The amount of energy released in the explosion was 532500 J.
Work Step by Step
Since the two fragments reach the ground at the same time, they must be moving horizontally just after the explosion.
Since the heavier fragment returns to the launch point, the velocity of the heavier fragment must be $-v_{0x}$ just after the explosion. We can use conservation of momentum to find the velocity of the lighter fragment.
$(9.0~kg)(-v_{0x})+(3.0~kg)(v) = (12.0~kg)(v_{0x})$
$v = \frac{(12.0~kg)(v_{0x})+(9.0~kg)(v_{0x})}{3.0~kg}$
$v = \frac{(21.0~kg)(150~m/s)~cos(55.0^{\circ})}{3.0~kg}$
$v = 602~m/s$
We can find the time for the shell to reach maximum height.
$t = \frac{v_{0y}}{g} = \frac{(150~m/s)~sin(55.0^{\circ})}{9.80~m/s^2}$
$t = 12.54~s$
Note that the time to go up is equal to the time it takes to fall back down again.
$range = (150~m/s)~cos(55.0^{\circ})(12.54~s)+(602~m/s)(12.54~s)$
$range = 8630~m$
The lighter fragment will land a distance of 8630 meters from the launch point.

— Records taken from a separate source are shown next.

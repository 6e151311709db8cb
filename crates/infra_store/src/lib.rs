//! Infrastructure Storage Layer
//!
//! This crate provides the storage adapters behind the lead domain's
//! `LeadRepository` port.
//!
//! # Durability
//!
//! The only store is in memory. Leads live as long as the process does and
//! are lost on restart; the CRMs are where leads survive. A durable store
//! would be another adapter in [`adapters`] implementing the same port.
//!
//! # Example
//!
//! ```rust
//! use std::sync::Arc;
//! use domain_lead::LeadRepository;
//! use infra_store::InMemoryLeadRepository;
//!
//! let repository: Arc<dyn LeadRepository> = Arc::new(InMemoryLeadRepository::new());
//! ```

pub mod adapters;

pub use adapters::InMemoryLeadRepository;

We can find the kinetic energy just before the explosion.
$K_1 = \frac{1}{2}mv_{0x}^2$
$K_1 = \frac{1}{2}(12.0~kg)[(150~m/s)~cos(55.0^{\circ})]^2$
$K_1 = 44400~J$
We can find the kinetic energy just after the explosion.

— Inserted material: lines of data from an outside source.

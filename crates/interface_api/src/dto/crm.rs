//! CRM status and test DTOs

use serde::Serialize;

use domain_lead::adapters::{CloseConnection, HubSpotConnection};
use domain_lead::{CrmProvider, UpsertOutcome};

#[derive(Debug, Clone, PartialEq, Eq, Serialize)]
pub struct HubSpotStats {
    pub contacts: u64,
}

#[derive(Debug, Clone, PartialEq, Eq, Serialize)]
#[serde(rename_all = "camelCase")]
pub struct HubSpotStatusResponse {
    pub configured: bool,
    pub connected: bool,
    pub message: String,
    #[serde(skip_serializing_if = "Option::is_none")]
    pub portal_id: Option<String>,
    #[serde(skip_serializing_if = "Option::is_none")]
    pub stats: Option<HubSpotStats>,
}

impl HubSpotStatusResponse {
    pub fn not_configured() -> Self {
        Self {
            configured: false,
            connected: false,
            message: "HubSpot API key not configured".to_string(),
            portal_id: None,
            stats: None,
        }
    }

    pub fn disconnected(error: impl Into<String>) -> Self {
        Self {
            configured: true,
            connected: false,
            message: error.into(),
            portal_id: None,
            stats: None,
        }
    }
}

impl From<HubSpotConnection> for HubSpotStatusResponse {
    fn from(connection: HubSpotConnection) -> Self {
        Self {
            configured: true,
            connected: true,
            message: "Connected to HubSpot".to_string(),
            portal_id: Some(connection.portal_id),
            stats: Some(HubSpotStats { contacts: connection.contact_count }),
        }
    }
}

#[derive(Debug, Clone, PartialEq, Eq, Serialize)]
pub struct CloseStats {
    pub leads: u64,
    pub contacts: u64,
}

#[derive(Debug, Clone, PartialEq, Eq, Serialize)]
#[serde(rename_all = "camelCase")]
pub struct CloseStatusResponse {
    pub configured: bool,
    pub connected: bool,
    pub message: String,
    #[serde(skip_serializing_if = "Option::is_none")]
    pub user: Option<String>,
    #[serde(skip_serializing_if = "Option::is_none")]
    pub organization: Option<String>,
    #[serde(skip_serializing_if = "Option::is_none")]
    pub organization_id: Option<String>,
    #[serde(skip_serializing_if = "Option::is_none")]
    pub leads_url: Option<String>,
    #[serde(skip_serializing_if = "Option::is_none")]
    pub stats: Option<CloseStats>,
}

impl CloseStatusResponse {
    pub fn not_configured() -> Self {
        Self::unconnected(false, "Close.com API key not configured".to_string())
    }

    pub fn disconnected(error: impl Into<String>) -> Self {
        Self::unconnected(true, error.into())
    }

    fn unconnected(configured: bool, message: String) -> Self {
        Self {
            configured,
            connected: false,
            message,
            user: None,
            organization: None,
            organization_id: None,
            leads_url: None,
            stats: None,
        }
    }
}

impl From<CloseConnection> for CloseStatusResponse {
    fn from(connection: CloseConnection) -> Self {
        Self {
            configured: true,
            connected: true,
            message: "Connected to Close.com".to_string(),
            user: Some(connection.user),
            organization: Some(connection.organization),
            organization_id: connection.organization_id,
            leads_url: connection.leads_url,
            stats: Some(CloseStats {
                leads: connection.lead_count,
                contacts: connection.contact_count,
            }),
        }
    }
}

/// Result of pushing the synthetic test lead
#[derive(Debug, Clone, PartialEq, Eq, Serialize)]
#[serde(rename_all = "camelCase")]
pub struct CrmTestResponse {
    pub success: bool,
    pub message: String,
    pub email: String,
    pub remote_id: String,
    pub is_new: bool,
}

impl CrmTestResponse {
    pub fn new(provider: CrmProvider, email: String, outcome: UpsertOutcome) -> Self {
        let action = if outcome.is_new { "created" } else { "updated" };
        Self {
            success: true,
            message: format!("Test lead {} in {}", action, provider.display_name()),
            email,
            remote_id: outcome.remote_id,
            is_new: outcome.is_new,
        }
    }
}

$K_1 = \frac{1}{2}(m_1)(-v_{0x})^2+\frac{1}{2}(m_2)v^2$
$K_1 = \frac{1}{2}(9.0~kg)[(-150~m/s)~cos(55.0^{\circ})]^2+\frac{1}{2}(3.0~kg)(602~m/s)^2$
$K_1 = 576900~J$
$\Delta K = 576900~J - 44400~J$
$\Delta K = 532500~J$
The amount of energy released in the explosion was 532500 J.